El ante todo actor Pau Durà le saca partido a un Sacristán templado y rinde tributo a veteranos intérpretes, como su paisano Juli Mira, asumiendo una tradición de la que forma parte y a la que le augura el porvenir que representa el debutante Sandro Castellanos (impagable su frase en la rueda de prensa de presentación: “Yo no sabía quién era José Sacristán antes de hacer la película. Me explicaron que era uno de los mejores actores de España”). No es el único rastro de inteligencia y respeto que deja el realizador alcoiano en su ópera prima: la utilización del catalán en todas sus variantes, mostrando la riqueza idiomática compartida entre baleares, valencianos y catalanes, demuestra cuanto daño le ha hecho al cine español esa búsqueda del acento neutro que tanta vitalidad (y pluralidad) ha restado a las diferentes lenguas que cohabitan en este nuestro estado. Es una pena que escuchar el gallego de Matria (Álvaro Gago, 2017) o la naturalidad oral con la que se desenvuelven los actores de esta Formentera Lady siga resultando extraño (tristemente extraño).

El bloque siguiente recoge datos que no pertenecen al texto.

//! TOML configuration for the `spindle` CLI.
//!
//! ```toml
//! [ring]
//! replicas = 128
//! nodes = ["cache-a", "cache-b", "cache-c"]
//!
//! [log]
//! level = "info"
//! ```

use std::path::Path;

use anyhow::Context;
use serde::Deserialize;
use spindle_ring::RingConfig;

/// Top-level configuration, parsed from TOML.
#[derive(Debug, Default, Deserialize)]
#[serde(default)]
pub struct CliConfig {
    /// Ring parameters and initial membership.
    pub ring: RingConfig,
    /// Logging configuration.
    pub log: LogSection,
}

/// `[log]` section.
#[derive(Debug, Deserialize)]
#[serde(default)]
pub struct LogSection {
    /// Log level filter (e.g. `"info"`, `"debug"`, `"warn"`).
    pub level: String,
}

impl Default for LogSection {
    fn default() -> Self {
        Self {
            level: "warn".to_string(),
        }
    }
}

impl CliConfig {
    /// Load config from a TOML file, or use defaults if no path given.
    pub fn load(path: Option<&Path>) -> anyhow::Result<Self> {
        match path {
            Some(p) => {
                let content = std::fs::read_to_string(p)
                    .with_context(|| format!("failed to read {}", p.display()))?;
                let config: CliConfig = toml::from_str(&content)
                    .with_context(|| format!("failed to parse {}", p.display()))?;
                Ok(config)
            }
            None => Ok(Self::default()),
        }
    }

    /// Apply command-line overrides on top of the file contents.
    ///
    /// Nodes given on the command line replace the configured list rather
    /// than extending it.
    pub fn apply_overrides(&mut self, replicas: Option<u32>, nodes: Vec<String>) {
        if let Some(r) = replicas {
            self.ring.replicas = r;
        }
        if !nodes.is_empty() {
            self.ring.nodes = nodes;
        }
    }

    /// Parse config from a TOML string (used in tests).
    #[cfg(test)]
    pub fn from_toml(s: &str) -> anyhow::Result<Self> {
        Ok(toml::from_str(s)?)
    }
}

VIOLETA AL FIN (Hilda Hidalgo)

4 Violeta al fin

Violeta (Eugenia Chaverri) es pensionista, católica y, a sus más de setenta años, recientemente separada. Su casa, una suerte de oasis en medio de la ciudad, y los recuerdos familiares que alberga, son su tesoro más preciado. Ni sus hijos ni su exmarido la convencerán para que abandone su frondoso jardín a cambio de un buen pellizco. Violeta no solo no cede, sino que además está dispuesta a montar una pensión y equilibrar una economía doméstica un tanto maltrecha desde que le dio puerta a su marido. Cuando recibe a su primer inquilino, que no es otro que su profesor de natación, y el negocio parece florecer, llegará el golpe: el banco le reclama la vivienda, hipotecada por su exesposo sin que ella tuviera la más mínima idea.

A partir de ese argumento, Hilda Hidalgo narra la quijotesca lucha de una anciana llena de vitalidad contra un sistema económico voraz e inmoral, pero también, aunque de manera más tímida, contra determinadas convenciones genéricas fuerte y fatalmente asentadas. En resumen, Violeta pelea por su independencia individual y económica frente a su antiguo compañero, frente a sus hijos y frente a sus amigas, todos empeñados en que vuelva al redil matrimonial y haga los cosas como Dios manda (su condición de separada choca frontalmente contra su fe, lo que le genera no pocos problemas de conciencia).

La directora costarricense juega, de manera muy elemental, con la arquitectura del hogar y el lugar de libertad que le proporciona el enorme jardín para expresar la sensación de encierro de una protagonista que busca emanciparse. La propuesta es humilde y sencilla –ni siquiera hay una continuidad en ese tratamiento fílmico del espacio– y se limita a ilustrar con trazo tranquilo, sin nervio, la vida de esta mujer combativa a su manera, como si las decisiones de Violeta no guardaran relación alguna con lo acartonado de las imágenes que componen el film.